Yes, it is a vegetarian diet, and if you have cancer or are precancerous, it becomes vegan. My first two weeks I have allowed myself small amount of eggs, wild caught fish, and 2 to 3 drinks a week, not a day!

The next step will be hard ... no coffee, no burgundy, no IPA, and no cheese! That is when I will find out what I am made of!

Surprise! The following recipes my whole family loved!!! I have to mention here that the two men I cook for are former heavy meat eaters! Bless their hearts and their health as they have agreed to eat this diet with me; staying with the first stage. Actually I was shocked. as the doctor had told me that I would probably just have to make 2 meals instead of one, as family members often are not ready for change.

Next? Beans become your best friends.

Black Bean Sweet Potato Jalapeno Stew

Black beans, or any other beans on hand, dark or light
2 or 3 sweet potatoes, or yams
Large onion
5 cloves minced garlic
1 very large jalapeno or 2 small, or any hot/mild pepper of choice
2 chopped tomatoes or can chunk tomatoes, or tomato/green chili sauce

1 lg. tsp. Garam Masala / E. Indian seasoning or mix of cumin, coriander, chili, cinnamon, cloves, mustard, black pepper, nutmeg, cardamon ... all good to have on hand anyway.
2 TBsp. smoked paprika, or reg. paprika
Fresh thyme if possible, chopped fine & added at end with the salt, or 1/2 tsp. dried.
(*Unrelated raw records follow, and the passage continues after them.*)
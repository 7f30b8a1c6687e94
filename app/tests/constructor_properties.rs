//! Property tests for the burger constructor invariants.
//!
//! The constructor reducer is synchronous, so these drive it directly
//! without a store. Effects are produced but never executed.

#![allow(clippy::unwrap_used)]
#![allow(clippy::expect_used)]

use proptest::prelude::*;
use std::sync::Arc;
use stellar_burgers_app::{
    AppAction, AppEnvironment, AppReducer, AppState, UuidGenerator,
    mocks::{MockBurgerApi, MockTokenStore},
    state::{Ingredient, IngredientId, IngredientKind, InstanceId, MoveDirection},
};
use stellar_burgers_core::reducer::Reducer;
use stellar_burgers_testing::{InMemoryEventBus, test_clock};

fn test_env() -> AppEnvironment<MockBurgerApi, MockTokenStore> {
    AppEnvironment::new(
        MockBurgerApi::new(),
        MockTokenStore::new(),
        Arc::new(test_clock()),
        Arc::new(UuidGenerator),
        Arc::new(InMemoryEventBus::new()),
    )
}

fn ingredient(id: String, kind: IngredientKind, price: u64) -> Ingredient {
    Ingredient {
        name: format!("Ingredient {id}"),
        id: IngredientId::new(id),
        kind,
        price,
        calories: 10,
        proteins: 1,
        fat: 1,
        carbohydrates: 1,
        image: String::new(),
        image_mobile: String::new(),
        image_large: String::new(),
    }
}

fn arb_kind() -> impl Strategy<Value = IngredientKind> {
    prop_oneof![
        Just(IngredientKind::Bun),
        Just(IngredientKind::Main),
        Just(IngredientKind::Sauce),
    ]
}

fn arb_filling_kind() -> impl Strategy<Value = IngredientKind> {
    prop_oneof![Just(IngredientKind::Main), Just(IngredientKind::Sauce)]
}

fn arb_ingredient() -> impl Strategy<Value = Ingredient> {
    ("[a-z][a-z0-9]{2,7}", arb_kind(), 1u64..500)
        .prop_map(|(id, kind, price)| ingredient(id, kind, price))
}

fn arb_filling() -> impl Strategy<Value = Ingredient> {
    ("[a-z][a-z0-9]{2,7}", arb_filling_kind(), 1u64..500)
        .prop_map(|(id, kind, price)| ingredient(id, kind, price))
}

fn arb_direction() -> impl Strategy<Value = MoveDirection> {
    prop_oneof![Just(MoveDirection::Up), Just(MoveDirection::Down)]
}

/// Build a state by adding every ingredient through the reducer.
fn state_with(
    reducer: &AppReducer<MockBurgerApi, MockTokenStore>,
    env: &AppEnvironment<MockBurgerApi, MockTokenStore>,
    items: Vec<Ingredient>,
) -> AppState {
    let mut state = AppState::default();
    for item in items {
        let _ = reducer.reduce(&mut state, AppAction::AddIngredient(item), env);
    }
    state
}

fn filling_order(state: &AppState) -> Vec<String> {
    state
        .constructor
        .ingredients
        .iter()
        .map(|entry| entry.instance_id.as_str().to_string())
        .collect()
}

proptest! {
    /// No sequence of additions ever yields two buns, and buns never leak
    /// into the filling list.
    #[test]
    fn at_most_one_bun_after_any_addition_sequence(items in prop::collection::vec(arb_ingredient(), 0..12)) {
        let reducer = AppReducer::new();
        let env = test_env();

        let last_bun = items
            .iter()
            .filter(|i| i.kind == IngredientKind::Bun)
            .next_back()
            .cloned();
        let filling_count = items.iter().filter(|i| i.kind != IngredientKind::Bun).count();

        let state = state_with(&reducer, &env, items);

        prop_assert_eq!(
            state.constructor.bun.as_ref().map(|b| b.ingredient.id.clone()),
            last_bun.map(|b| b.id)
        );
        prop_assert_eq!(state.constructor.ingredients.len(), filling_count);
        prop_assert!(
            state
                .constructor
                .ingredients
                .iter()
                .all(|entry| entry.ingredient.kind != IngredientKind::Bun)
        );
    }

    /// Reordering only permutes; it never adds, drops, or duplicates entries.
    #[test]
    fn moves_preserve_the_set_of_entries(
        items in prop::collection::vec(arb_filling(), 0..8),
        ops in prop::collection::vec((0usize..10, arb_direction()), 0..16),
    ) {
        let reducer = AppReducer::new();
        let env = test_env();
        let mut state = state_with(&reducer, &env, items);

        let mut expected = filling_order(&state);
        expected.sort();

        for (index_from, direction) in ops {
            let _ = reducer.reduce(&mut state, AppAction::MoveItem { index_from, direction }, &env);
        }

        let mut actual = filling_order(&state);
        actual.sort();
        prop_assert_eq!(actual, expected);
    }

    /// Moving an entry down and then back up is an identity.
    #[test]
    fn move_down_then_up_restores_the_order(
        items in prop::collection::vec(arb_filling(), 2..8),
        seed in 0usize..8,
    ) {
        let reducer = AppReducer::new();
        let env = test_env();
        let mut state = state_with(&reducer, &env, items);

        let index = seed % (state.constructor.ingredients.len() - 1);
        let before = filling_order(&state);

        let _ = reducer.reduce(
            &mut state,
            AppAction::MoveItem { index_from: index, direction: MoveDirection::Down },
            &env,
        );
        let _ = reducer.reduce(
            &mut state,
            AppAction::MoveItem { index_from: index + 1, direction: MoveDirection::Up },
            &env,
        );

        prop_assert_eq!(filling_order(&state), before);
    }

    /// Out-of-range or boundary moves leave the order untouched.
    #[test]
    fn boundary_moves_are_noops(items in prop::collection::vec(arb_filling(), 1..8)) {
        let reducer = AppReducer::new();
        let env = test_env();
        let mut state = state_with(&reducer, &env, items);

        let before = filling_order(&state);
        let len = before.len();

        let _ = reducer.reduce(
            &mut state,
            AppAction::MoveItem { index_from: 0, direction: MoveDirection::Up },
            &env,
        );
        let _ = reducer.reduce(
            &mut state,
            AppAction::MoveItem { index_from: len - 1, direction: MoveDirection::Down },
            &env,
        );
        let _ = reducer.reduce(
            &mut state,
            AppAction::MoveItem { index_from: len, direction: MoveDirection::Up },
            &env,
        );
        let _ = reducer.reduce(
            &mut state,
            AppAction::MoveItem { index_from: len + 7, direction: MoveDirection::Down },
            &env,
        );

        prop_assert_eq!(filling_order(&state), before);
    }

    /// Removing an instance id that is not present changes nothing; removing
    /// a present one removes exactly that entry.
    #[test]
    fn removal_targets_exactly_one_entry(
        items in prop::collection::vec(arb_filling(), 1..8),
        seed in 0usize..8,
    ) {
        let reducer = AppReducer::new();
        let env = test_env();
        let mut state = state_with(&reducer, &env, items);

        let before = filling_order(&state);
        let _ = reducer.reduce(
            &mut state,
            AppAction::RemoveIngredient(InstanceId::new("not-a-real-instance")),
            &env,
        );
        prop_assert_eq!(filling_order(&state), before.clone());

        let victim = before[seed % before.len()].clone();
        let _ = reducer.reduce(
            &mut state,
            AppAction::RemoveIngredient(InstanceId::new(victim.clone())),
            &env,
        );

        let after = filling_order(&state);
        prop_assert_eq!(after.len(), before.len() - 1);
        prop_assert!(!after.contains(&victim));
    }

    /// Clearing always lands on the empty constructor, whatever came before.
    #[test]
    fn clear_always_resets_to_empty(items in prop::collection::vec(arb_ingredient(), 0..10)) {
        let reducer = AppReducer::new();
        let env = test_env();
        let mut state = state_with(&reducer, &env, items);

        let _ = reducer.reduce(&mut state, AppAction::ClearConstructor, &env);

        prop_assert!(state.constructor.bun.is_none());
        prop_assert!(state.constructor.ingredients.is_empty());
    }
}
If using dried add to spice mix.
Olive, coconut, or walnut oil


Boil beans to tender as per package directions/ about an hour and a half


When beans almost done, saute onions, garlic, green peppers in oil until starting to caramelize over med. heat; add spices w/ extra black pepper to taste.
Add in chopped tomatoes; fresh, canned and/or in sauce.
Add in peeled & chopped sweet potatoes.
Cover with just enough water to simmer. Cook until soft ... about a half hour.
Add entire pan of spices, peppers, and sweet potatoes to bean pot ... carefully! Season with sea-salt/fresh thyme/hot sauce, as desired.

Serve over fresh cornbread made using olive oil and not butter, and with a side of cooked kale, or collards, beet, or mustard greens. Pour the cooking water from the greens into a glass to chill in the refrigerator, & drink later. You'll like it! I like to finish the greens with virgin olive oil, a fresh grate of black pepper, a dash of sea-salt, and garlic powder. Variation; add to the stew a can of sliced shitaki mushrooms, or saute fresh ones in with the peppers.

My favorite cornbread recipe goes here ... next visit.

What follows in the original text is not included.